ある国家が核兵器を放棄するとしたら、それは政権が代わるときか、世界が変わるときのどちらかしかない。
KCNAは「途中で核計画を放棄した国々で起きた悲劇的結末は、わが国には先見の明があることを証明するものだ」とした。
放棄した例を見ても、「どんな状況なのか」が大きい気がします。
* * *
より深く見ていけば、核を保有していなくても、核の傘に入っていなくても、撃たれていない国が山ほどある。

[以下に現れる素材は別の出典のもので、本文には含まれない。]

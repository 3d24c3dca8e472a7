//! Transport layer for the terminal protocol
//!
//! The protocol needs nothing more than a byte channel: open/close, a
//! whole-buffer write, a read of exactly N bytes with a timeout, and a
//! single-byte read that reports "nothing arrived" as `None`.

pub mod error;
pub mod memory;
pub mod tcp;

pub use error::{Error, Result};
pub use memory::MemoryTransport;
pub use tcp::TcpTransport;

use std::time::Duration;

use async_trait::async_trait;
use bytes::BytesMut;

/// Byte channel to a payment terminal
#[cfg_attr(feature = "mock", mockall::automock)]
#[async_trait]
pub trait Transport: Send + Sync {
    /// Open the channel
    async fn open(&mut self) -> Result<()>;

    /// Close the channel
    async fn close(&mut self) -> Result<()>;

    /// Check if open
    fn is_open(&self) -> bool;

    /// Write the whole buffer
    async fn write(&mut self, data: &[u8]) -> Result<()>;

    /// Read exactly `len` bytes, failing with [`Error::ReadTimeout`] if they
    /// do not all arrive within `timeout`
    async fn read_exact(&mut self, len: usize, timeout: Duration) -> Result<BytesMut>;

    /// Read one byte, or `None` if nothing arrived within `timeout`
    async fn read_byte(&mut self, timeout: Duration) -> Result<Option<u8>>;

    /// Human-readable endpoint name for logs
    fn name(&self) -> String;
}

#[async_trait]
impl<T: Transport + ?Sized> Transport for Box<T> {
    async fn open(&mut self) -> Result<()> {
        (**self).open().await
    }

    async fn close(&mut self) -> Result<()> {
        (**self).close().await
    }

    fn is_open(&self) -> bool {
        (**self).is_open()
    }

    async fn write(&mut self, data: &[u8]) -> Result<()> {
        (**self).write(data).await
    }

    async fn read_exact(&mut self, len: usize, timeout: Duration) -> Result<BytesMut> {
        (**self).read_exact(len, timeout).await
    }

    async fn read_byte(&mut self, timeout: Duration) -> Result<Option<u8>> {
        (**self).read_byte(timeout).await
    }

    fn name(&self) -> String {
        (**self).name()
    }
}
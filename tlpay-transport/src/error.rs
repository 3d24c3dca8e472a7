//! Transport errors

use std::io;

pub type Result<T> = std::result::Result<T, Error>;

#[derive(Debug, thiserror::Error)]
pub enum Error {
    #[error("Channel is not open")]
    NotConnected,

    #[error("Channel is already open")]
    AlreadyConnected,

    #[error("Timed out opening channel")]
    ConnectionTimeout,

    #[error("Read timeout: got {received} of {expected} bytes")]
    ReadTimeout { expected: usize, received: usize },

    #[error("Terminal side closed the channel")]
    ConnectionClosed,

    #[error("Short write: {written}/{expected} bytes")]
    ShortWrite { written: usize, expected: usize },

    #[error("Channel I/O: {0}")]
    Io(#[from] io::Error),

    #[error("Bad endpoint {0}")]
    InvalidAddress(String),
}

impl Error {
    /// Check if the error is a read that ran out of time
    pub fn is_read_timeout(&self) -> bool {
        matches!(self, Self::ReadTimeout { .. })
    }
}
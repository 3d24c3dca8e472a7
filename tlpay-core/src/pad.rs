//! Fixed-width ASCII field helpers
//!
//! Non-ASCII characters are replaced with `?`, the same way a US-ASCII
//! encoder would substitute them.

fn ascii_bytes(s: &str) -> Vec<u8> {
    s.chars()
        .map(|c| if c.is_ascii() { c as u8 } else { b'?' })
        .collect()
}

/// Right-align `s` in `width` bytes, padding on the left with `'0'`
///
/// Oversized input keeps its rightmost `width` characters.
///
/// # Examples
///
/// ```
/// use tlpay_core::pad;
///
/// assert_eq!(pad::zero_left("10", 6), b"000010");
/// assert_eq!(pad::zero_left("1234567", 4), b"4567");
/// ```
pub fn zero_left(s: &str, width: usize) -> Vec<u8> {
    let src = ascii_bytes(s);
    let keep = src.len().min(width);

    let mut out = vec![b'0'; width - keep];
    out.extend_from_slice(&src[src.len() - keep..]);
    out
}

/// Left-align `s` in `width` bytes, padding on the right with spaces
///
/// Oversized input keeps its leftmost `width` characters.
pub fn space_right(s: &str, width: usize) -> Vec<u8> {
    let mut out = ascii_bytes(s);
    out.truncate(width);
    out.resize(width, b' ');
    out
}

/// Left-align `s` in `width` bytes, padding on the right with NUL
pub fn nul_right(s: &str, width: usize) -> Vec<u8> {
    let mut out = ascii_bytes(s);
    out.truncate(width);
    out.resize(width, 0x00);
    out
}
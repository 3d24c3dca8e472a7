pub type Result<T> = std::result::Result<T, Error>;

#[derive(Debug, Clone, PartialEq, Eq, thiserror::Error)]
pub enum Error {
    #[error("Validation error: {field}: {reason}")]
    Validation {
        field: &'static str,
        reason: String,
    },
}

impl Error {
    pub(crate) fn validation(field: &'static str, reason: impl Into<String>) -> Self {
        Self::Validation {
            field,
            reason: reason.into(),
        }
    }
}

というか、撃たれたのは日本だけじゃないか、とか……。
そういう視点になるでしょう。
でも、わからないんですよね。結論的なものは。
「あなたは、相手が核を持っていたので、攻撃をやめましたか?」
という質問をしたところで、素直に答えるとは思えない。
何より、国や組織として そんな発表はしないでしょう。
つまり、抑止という効果は、証明しづらいもの。
故に、周りがああだこうだ言うことで、様々な仮定が成り立ってしまうのではないか……。
そんな話です。
この薬が、あの病気に効果がある。
投与したデータから見るに間違いない。
でも、その理屈は不明だから、仮説を立ててみた……。
まぁ、そんなところ。
こういう状況だからこそ、仮定を立てる意義みたいなものを感じた……のかも。
* * *
抑止力は国同士の話であって、土地を持たないテロリストの手に渡ったら、どうするんだとか……。
そういうポイントもあるでしょう。
まぁ、テロリストを考える場合は、その資金源を辿る必要が出て来たり、成り立ちや背後関係という“条件”が大きくなるような気も……。
そうなると、核兵器の問題以前に、別の問題になってくるような?
* * *
何というか、どんな仮定をベースに考えるかで、物事の捉え方も変化するのではないか。
そう思ったってだけかもしれません。
あと、核廃絶に向けた別案として、上位互換兵器的なものを生み出せば、核兵器自体の廃絶は容易になるでしょう。
より扱いやすく、より強力な兵器。
そんなものが誕生すれば、核を持つ意義は薄れ、そっちにとって代われるでしょう。
「破壊兵器の存在」という視点で見れば状況悪化ですが、核廃絶にはなる……。
そういうアレな話。
銃の登場で刀の時代が終わったような展開です。
いやまぁ、美術品として刀は残ってますけどね。
予防薬が完璧だから、治療薬は要らない。
そうならないように、一度でも生み出したものは、少量でも残り続けるのかもしれません。
* * *
【メモ】
オッカムの剃刀
「ある事柄を説明するためには、必要以上に多くを仮定するべきでない」とする指針。